De nouveaux
prolétaires pas si nouveaux…
Les nouveaux
prolétaires de Sarah Abdelnour
(ed textuel, petite encyclopédie critique, 140
pages,
janvier 2012) 9 ;90 euros.
Un petit livre
rare, intelligent et frais qui restaure la nature et la pérennité du
prolétaire, bien qu’il y manque la dimension politique et historique « messianique ».
« Le terme
prolétaire semble incarner une réalité d’un autre temps. Il désigne dans l’Antiquité
romaine le citoyen de la dernière des six classes du peuple, sans droit ni
propriété, et exclu des charges politiques.
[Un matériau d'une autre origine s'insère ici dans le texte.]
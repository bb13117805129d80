//! Emitter-core tests at the byte level, against the deterministic
//! fixed-convention layout (code is inspected, never run here).

use blaze_ast::{AstBuilder, BinOpKind, JumpKind, TimeDir};
use blaze_backend::emit::emit_program;
use blaze_backend::error::EmitError;
use blaze_runtime::RuntimeLayout;

fn layout() -> RuntimeLayout {
    RuntimeLayout::fixed_convention()
}

#[test]
fn entry_starts_with_frame_setup() {
    let mut b = AstBuilder::new();
    let x = b.var_def("x", |b| b.num(41));
    let ast = b.program(vec![x]);
    let code = emit_program(&ast, layout()).unwrap();
    let bytes = code.as_slice();
    // push rbp; mov rbp, rsp; sub rsp, imm32
    assert_eq!(bytes[0], 0x55);
    assert_eq!(&bytes[1..4], &[0x48, 0x89, 0xE5]);
    assert_eq!(&bytes[4..7], &[0x48, 0x81, 0xEC]);
    // One local => 16-byte-aligned frame of 16.
    let frame = u32::from_le_bytes(bytes[7..11].try_into().unwrap());
    assert_eq!(frame, 16);
}

#[test]
fn program_ends_with_exit_syscall() {
    let mut b = AstBuilder::new();
    let x = b.var_def("x", |b| b.num(1));
    let ast = b.program(vec![x]);
    let code = emit_program(&ast, layout()).unwrap();
    let bytes = code.as_slice();
    // mov rax, 60; syscall tail.
    let tail = [0x48, 0xC7, 0xC0, 0x3C, 0x00, 0x00, 0x00, 0x0F, 0x05];
    assert!(
        bytes.windows(tail.len()).any(|w| w == tail),
        "missing sys_exit sequence"
    );
}

#[test]
fn final_expression_becomes_exit_status_moves() {
    // Program whose last statement is an expression: the exit status
    // move must be mov rdi, rax (48 89 C7) right before sys_exit.
    let mut b = AstBuilder::new();
    let lhs = b.num(40);
    let rhs = b.num(2);
    let e = b.bin(BinOpKind::Add, lhs, rhs);
    let ast = b.program(vec![e]);
    let code = emit_program(&ast, layout()).unwrap();
    let bytes = code.as_slice();
    let seq = [
        0x48, 0x89, 0xC7, // mov rdi, rax
        0x48, 0xC7, 0xC0, 0x3C, 0x00, 0x00, 0x00, // mov rax, 60
        0x0F, 0x05, // syscall
    ];
    assert!(bytes.windows(seq.len()).any(|w| w == seq));
}

#[test]
fn undefined_identifier_is_fatal() {
    let mut b = AstBuilder::new();
    let x = b.ident("nope");
    let p = b.print(x);
    let ast = b.program(vec![p]);
    assert!(matches!(
        emit_program(&ast, layout()),
        Err(EmitError::Undefined(name)) if name == "nope"
    ));
}

#[test]
fn duplicate_declaration_is_fatal() {
    let mut b = AstBuilder::new();
    let a = b.var_def("x", |b| b.num(1));
    let c = b.var_def("x", |b| b.num(2));
    let ast = b.program(vec![a, c]);
    assert!(matches!(
        emit_program(&ast, layout()),
        Err(EmitError::Duplicate(_))
    ));
}

#[test]
fn arity_mismatch_is_fatal() {
    let mut b = AstBuilder::new();
    let body = b.action(vec![]);
    let f = b.func_def("f", &["a", "b"], body);
    let arg = b.num(1);
    let call = b.call("f", vec![arg]);
    let ast = b.program(vec![f, call]);
    assert!(matches!(
        emit_program(&ast, layout()),
        Err(EmitError::Arity { expected: 2, got: 1, .. })
    ));
}

#[test]
fn jump_outside_loop_is_fatal() {
    let mut b = AstBuilder::new();
    let j = b.jump(JumpKind::Break);
    let ast = b.program(vec![j]);
    assert!(matches!(
        emit_program(&ast, layout()),
        Err(EmitError::JumpOutsideLoop)
    ));
}

#[test]
fn temporal_index_off_time_axis_is_fatal() {
    let mut b = AstBuilder::new();
    let a = b.array4_def("a", [2, 2, 2, 2]);
    let t = b.timing(TimeDir::Past);
    let zero = b.num(0);
    let (z1, z2, z3) = (zero, b.num(0), b.num(0));
    let arr = b.ident("a");
    let access = b.array_access(arr, [t, z1, z2, z3]);
    let p = b.print(access);
    let ast = b.program(vec![a, p]);
    assert!(matches!(
        emit_program(&ast, layout()),
        Err(EmitError::TemporalIndexMisplaced)
    ));
}

#[test]
fn forward_function_call_leaves_no_pending_patches() {
    // Call before definition: must finalize cleanly (patch resolved).
    let mut b = AstBuilder::new();
    let call = b.call("later", vec![]);
    let body_stmts = {
        let v = b.num(3);
        vec![b.ret(Some(v))]
    };
    let body = b.action(body_stmts);
    let f = b.func_def("later", &[], body);
    let ast = b.program(vec![call, f]);
    let code = emit_program(&ast, layout()).unwrap();
    assert!(code.len() > 0);
    // E8 must appear (direct rel32 call), never FF /2 for local calls.
    assert!(code.as_slice().contains(&0xE8));
}

#[test]
fn string_print_embeds_literal_behind_skip() {
    let mut b = AstBuilder::new();
    let s = b.str_lit("Y");
    let p = b.print(s);
    let ast = b.program(vec![p]);
    let code = emit_program(&ast, layout()).unwrap();
    let bytes = code.as_slice();
    let pos = bytes
        .iter()
        .position(|&x| x == b'Y')
        .expect("literal embedded in code stream");
    // Short literal: preceded by a rel8 jmp skipping it.
    assert_eq!(bytes[pos - 2], 0xEB);
    assert_eq!(bytes[pos - 1] as usize, 1, "skip of one literal byte");
    // sys_write: mov rax, 1; syscall present.
    let w = [0x48, 0xC7, 0xC0, 0x01, 0x00, 0x00, 0x00, 0x0F, 0x05];
    assert!(bytes.windows(w.len()).any(|s| s == w));
}

#[test]
fn float_literal_uses_stack_materialization() {
    let mut b = AstBuilder::new();
    let x = b.var_def("x", |b| b.float(1.5));
    let ast = b.program(vec![x]);
    let code = emit_program(&ast, layout()).unwrap();
    let bytes = code.as_slice();
    // movabs rax, bits(1.5); push rax; movsd xmm0, [rsp]; add rsp, 8
    let bits = 1.5f64.to_bits().to_le_bytes();
    let movabs: Vec<u8> = [0x48, 0xB8]
        .iter()
        .copied()
        .chain(bits.iter().copied())
        .collect();
    let at = bytes
        .windows(movabs.len())
        .position(|w| w == movabs.as_slice())
        .expect("float bit pattern materialized through rax");
    let after = &bytes[at + movabs.len()..];
    assert_eq!(after[0], 0x50, "push rax");
    assert_eq!(&after[1..6], &[0xF2, 0x0F, 0x10, 0x04, 0x24]);
    assert_eq!(&after[6..10], &[0x48, 0x83, 0xC4, 0x08], "add rsp, 8");
}

#[test]
fn collision_scan_uses_rel32_branches_only() {
    use blaze_ast::CollisionStrategy;
    let mut b = AstBuilder::new();
    let target = b.num(0x500000);
    let c = b.collide(target, CollisionStrategy::Queue, None);
    let ast = b.program(vec![c]);
    let code = emit_program(&ast, layout()).unwrap();
    // Queue emission finalizes with all loop branches resolved; a rel8
    // loop branch would have tripped the range check on long bodies.
    assert!(code.len() > 0);
    let bytes = code.as_slice();
    // The scan bound (1024) appears as a cmp immediate.
    let bound = [0x48, 0x81, 0xFA, 0x00, 0x04, 0x00, 0x00]; // cmp rdx, 1024
    assert!(bytes.windows(bound.len()).any(|w| w == bound));
}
Plus tard chez Marx, il se confond
avec l’ouvrier de la grande industrie du
XIXe siècle, exploité, aliéné, et en lutte contre les capitalistes ».
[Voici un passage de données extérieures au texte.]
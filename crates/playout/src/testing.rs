//! In-memory collaborator implementations for tests and examples.
//!
//! These back the engine with plain maps and scripted byte streams so the
//! full playout lifecycle can run without a database, a resolver service or
//! a transcoder process.

use async_trait::async_trait;
use bytes::Bytes;
use parking_lot::Mutex;
use std::collections::{HashMap, VecDeque};
use std::sync::Arc;
use std::sync::atomic::{AtomicUsize, Ordering};
use std::time::Duration;

use crate::error::PlayoutError;
use crate::model::{
    Channel, ChannelId, FillerPreset, ItemSource, MediaItem, MediaItemId, MediaReference,
    PlaybackPosition, PlayoutItem,
};
use crate::services::{
    ChunkStream, FillerSource, PositionStore, ScheduleStore, Services, Transcoder, UrlResolver,
    Watchdog,
};

/// Macro to initialize tracing for tests
///
/// Usage:
/// - `init_test_tracing!()` - uses DEBUG level (default)
/// - `init_test_tracing!(INFO)` - uses specified level
#[macro_export]
macro_rules! init_test_tracing {
    () => {
        init_test_tracing!(DEBUG);
    };
    ($level:ident) => {
        let _ = tracing_subscriber::fmt()
            .with_max_level(tracing::Level::$level)
            .with_test_writer()
            .try_init();
    };
}

pub use crate::init_test_tracing;

/// A channel fixture with sane defaults
pub fn test_channel(id: i64) -> Channel {
    Channel {
        id: ChannelId(id),
        number: id as u32,
        name: format!("Channel {id}"),
        enabled: true,
    }
}

/// A schedule entry playing a raw URL for `duration_secs`
pub fn url_item(id: i64, duration_secs: u64) -> PlayoutItem {
    PlayoutItem {
        id,
        source: ItemSource::Url(format!("file:///media/{id}.mkv")),
        duration: Some(Duration::from_secs(duration_secs)),
        media_duration: None,
        filler_kind: None,
    }
}

/// A library media item pointing at a remote URL
pub fn remote_media(id: i64, url: impl Into<String>) -> MediaItem {
    MediaItem {
        id: MediaItemId(id),
        title: format!("Media {id}"),
        duration: Some(Duration::from_secs(120)),
        reference: MediaReference::Remote(url.into()),
    }
}

/// Bundle in-memory collaborators into a [`Services`] value.
///
/// The resolver is a passthrough, filler resolution is empty and the
/// optional capabilities are absent; tests override fields as needed.
pub fn test_services(
    schedule: Arc<MemoryScheduleStore>,
    positions: Arc<MemoryPositionStore>,
    transcoder: Arc<ScriptedTranscoder>,
) -> Services {
    Services {
        schedule,
        positions,
        resolver: Arc::new(PassthroughResolver),
        transcoder,
        filler: Arc::new(NoFiller),
        watchdog: None,
        error_screen: None,
    }
}

#[derive(Default)]
struct ScheduleData {
    channels: HashMap<ChannelId, Channel>,
    items: HashMap<ChannelId, Vec<PlayoutItem>>,
    media: HashMap<MediaItemId, MediaItem>,
    presets: HashMap<ChannelId, FillerPreset>,
}

/// Map-backed [`ScheduleStore`]
#[derive(Default)]
pub struct MemoryScheduleStore {
    data: Mutex<ScheduleData>,
}

impl MemoryScheduleStore {
    pub fn new() -> Self {
        Self::default()
    }

    pub fn with_channel(self, channel: Channel) -> Self {
        self.data.lock().channels.insert(channel.id, channel);
        self
    }

    pub fn with_items(self, channel: ChannelId, items: Vec<PlayoutItem>) -> Self {
        self.data.lock().items.insert(channel, items);
        self
    }

    pub fn with_media(self, media: MediaItem) -> Self {
        self.data.lock().media.insert(media.id, media);
        self
    }

    pub fn with_preset(self, channel: ChannelId, preset: FillerPreset) -> Self {
        self.data.lock().presets.insert(channel, preset);
        self
    }

    /// Replace a channel's schedule after construction.
    pub fn set_items(&self, channel: ChannelId, items: Vec<PlayoutItem>) {
        self.data.lock().items.insert(channel, items);
    }
}

#[async_trait]
impl ScheduleStore for MemoryScheduleStore {
    async fn channel(&self, id: ChannelId) -> Result<Option<Channel>, PlayoutError> {
        Ok(self.data.lock().channels.get(&id).cloned())
    }

    async fn enabled_channels(&self) -> Result<Vec<Channel>, PlayoutError> {
        let mut channels: Vec<Channel> = self
            .data
            .lock()
            .channels
            .values()
            .filter(|channel| channel.enabled)
            .cloned()
            .collect();
        channels.sort_by_key(|channel| channel.number);
        Ok(channels)
    }

    async fn active_playout_items(
        &self,
        channel: ChannelId,
    ) -> Result<Vec<PlayoutItem>, PlayoutError> {
        Ok(self.data.lock().items.get(&channel).cloned().unwrap_or_default())
    }

    async fn media_item(&self, id: MediaItemId) -> Result<Option<MediaItem>, PlayoutError> {
        Ok(self.data.lock().media.get(&id).cloned())
    }

    async fn filler_preset(
        &self,
        channel: ChannelId,
    ) -> Result<Option<FillerPreset>, PlayoutError> {
        Ok(self.data.lock().presets.get(&channel).cloned())
    }
}

/// Map-backed [`PositionStore`] that records every save
#[derive(Default)]
pub struct MemoryPositionStore {
    positions: Mutex<HashMap<ChannelId, PlaybackPosition>>,
    saves: Mutex<Vec<(ChannelId, PlaybackPosition)>>,
}

impl MemoryPositionStore {
    pub fn new() -> Self {
        Self::default()
    }

    pub fn with_position(self, channel: ChannelId, position: PlaybackPosition) -> Self {
        self.positions.lock().insert(channel, position);
        self
    }

    pub fn position(&self, channel: ChannelId) -> Option<PlaybackPosition> {
        self.positions.lock().get(&channel).cloned()
    }

    /// Every save in order, for asserting persistence behavior.
    pub fn saves(&self) -> Vec<(ChannelId, PlaybackPosition)> {
        self.saves.lock().clone()
    }
}

#[async_trait]
impl PositionStore for MemoryPositionStore {
    async fn load(&self, channel: ChannelId) -> Result<Option<PlaybackPosition>, PlayoutError> {
        Ok(self.positions.lock().get(&channel).cloned())
    }

    async fn save(
        &self,
        channel: ChannelId,
        position: &PlaybackPosition,
    ) -> Result<(), PlayoutError> {
        self.positions.lock().insert(channel, position.clone());
        self.saves.lock().push((channel, position.clone()));
        Ok(())
    }
}

/// Resolver that maps media references straight to URLs
pub struct PassthroughResolver;

#[async_trait]
impl UrlResolver for PassthroughResolver {
    async fn resolve(
        &self,
        media: &MediaItem,
    ) -> Result<crate::model::ResolvedUrl, PlayoutError> {
        let url = match &media.reference {
            MediaReference::Local(path) => format!("file://{path}"),
            MediaReference::Remote(url) => url.clone(),
            MediaReference::External { kind, key } => format!("{kind}://{key}"),
        };
        Ok(crate::model::ResolvedUrl::plain(url))
    }
}

/// One scripted response of the [`ScriptedTranscoder`]
#[derive(Debug, Clone)]
pub enum TranscodeRun {
    /// Yield these chunks, then end the item normally
    Chunks(Vec<Bytes>),
    /// Fail the `open` call
    Fail(String),
    /// Open a stream that never yields, parking the producer
    Hang,
}

/// Transcoder double driven by a queue of scripted runs.
///
/// Once the script is exhausted, `open` keeps answering with `fallback`
/// (default [`TranscodeRun::Hang`], which keeps the producer parked instead
/// of spinning).
pub struct ScriptedTranscoder {
    script: Mutex<VecDeque<TranscodeRun>>,
    fallback: TranscodeRun,
    opens: AtomicUsize,
    seeks: Mutex<Vec<Duration>>,
    targets: Mutex<Vec<String>>,
}

impl ScriptedTranscoder {
    pub fn new(script: Vec<TranscodeRun>) -> Self {
        Self {
            script: Mutex::new(script.into()),
            fallback: TranscodeRun::Hang,
            opens: AtomicUsize::new(0),
            seeks: Mutex::new(Vec::new()),
            targets: Mutex::new(Vec::new()),
        }
    }

    /// A transcoder whose every `open` fails.
    pub fn always_failing() -> Self {
        Self {
            fallback: TranscodeRun::Fail("transcoder unavailable".into()),
            ..Self::new(Vec::new())
        }
    }

    pub fn open_count(&self) -> usize {
        self.opens.load(Ordering::SeqCst)
    }

    pub fn seeks(&self) -> Vec<Duration> {
        self.seeks.lock().clone()
    }

    pub fn targets(&self) -> Vec<String> {
        self.targets.lock().clone()
    }
}

#[async_trait]
impl Transcoder for ScriptedTranscoder {
    async fn open(
        &self,
        target: &crate::model::ResolvedUrl,
        seek: Duration,
    ) -> Result<ChunkStream, PlayoutError> {
        self.opens.fetch_add(1, Ordering::SeqCst);
        self.seeks.lock().push(seek);
        self.targets.lock().push(target.url.clone());

        let run = self
            .script
            .lock()
            .pop_front()
            .unwrap_or_else(|| self.fallback.clone());
        match run {
            TranscodeRun::Fail(message) => Err(PlayoutError::Transcode(message)),
            TranscodeRun::Chunks(chunks) => Ok(Box::pin(futures::stream::iter(
                chunks.into_iter().map(Ok::<_, PlayoutError>),
            ))),
            TranscodeRun::Hang => Ok(Box::pin(futures::stream::pending::<
                Result<Bytes, PlayoutError>,
            >())),
        }
    }
}

/// Filler source with no candidates
pub struct NoFiller;

#[async_trait]
impl FillerSource for NoFiller {
    async fn select_candidate(
        &self,
        _preset: &FillerPreset,
    ) -> Result<Option<MediaItem>, PlayoutError> {
        Ok(None)
    }
}

/// Filler source that always offers the same candidate
pub struct StaticFiller(pub MediaItem);

#[async_trait]
impl FillerSource for StaticFiller {
    async fn select_candidate(
        &self,
        _preset: &FillerPreset,
    ) -> Result<Option<MediaItem>, PlayoutError> {
        Ok(Some(self.0.clone()))
    }
}

/// Watchdog double collecting every report
#[derive(Default)]
pub struct RecordingWatchdog {
    reports: Mutex<Vec<(ChannelId, usize)>>,
}

impl RecordingWatchdog {
    pub fn new() -> Self {
        Self::default()
    }

    pub fn reports(&self) -> Vec<(ChannelId, usize)> {
        self.reports.lock().clone()
    }
}

impl Watchdog for RecordingWatchdog {
    fn report_output(&self, channel: ChannelId, byte_count: usize) {
        self.reports.lock().push((channel, byte_count));
    }
}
Bon début et la suite est encore meilleure et autrement plus précise que le
bla-bla ouvriériste des gauchistes ou des maximalistes ringards d’orgas
hyper-hiérarchisées : « Les prolétaires, ce sont donc avant tout des
travailleurs dominés par la hiérarchie, vivant dans une forte insécurité
matérielle et dans une position sociale vulnérable, loin du prestige social et
du pouvoir politique » Plus brillant encore : « La notion de
prolétariat permet alors d’être attentif au renouvellement des formes
historiques de l’oppression, de ne pas céder à une vision enchantée de la
modernité vue comme marche linéaire vers le progrès social, et de continuer à
voir le travail comme un univers de rapports de force ».
De bonnes
questions vont se succéder : éternels prolétaires ? Les prolétaires
sont-ils toujours des ouvriers ? Des travailleurs ? Pour cerner au
plus près les nouveaux habits de la domination du travail :
L’auteure affine
son propos en commençant par traiter des notions de salariat et de précariat,
confondues pourtant aux origines, pour comprendre les conditions ou raisons du
décrochage des deux notions à la fin des années 1970. Elle revient sur l’arsenal
de répression de la mendicité et du vagabondage mis en place au temps de la
féodalité sous la férule de la bourgeoisie montante. Au 18ème siècle
des travailleurs étaient enchainés par des colliers de fer dans les mines de
Newcastle. Le paupérisme est une théorie bourgeoise qui, mêlant commisération
et condamnation morale, vise à soumettre les prolétaires nouveaux en les
plaçant sous la tutelle des élites riches.
L’auteure saute
un peu rapidement aux années 1930, esquivant la faille révolutionnaire des
années 1920, pour considérer (un peu tardivement) une intégration des « barbares »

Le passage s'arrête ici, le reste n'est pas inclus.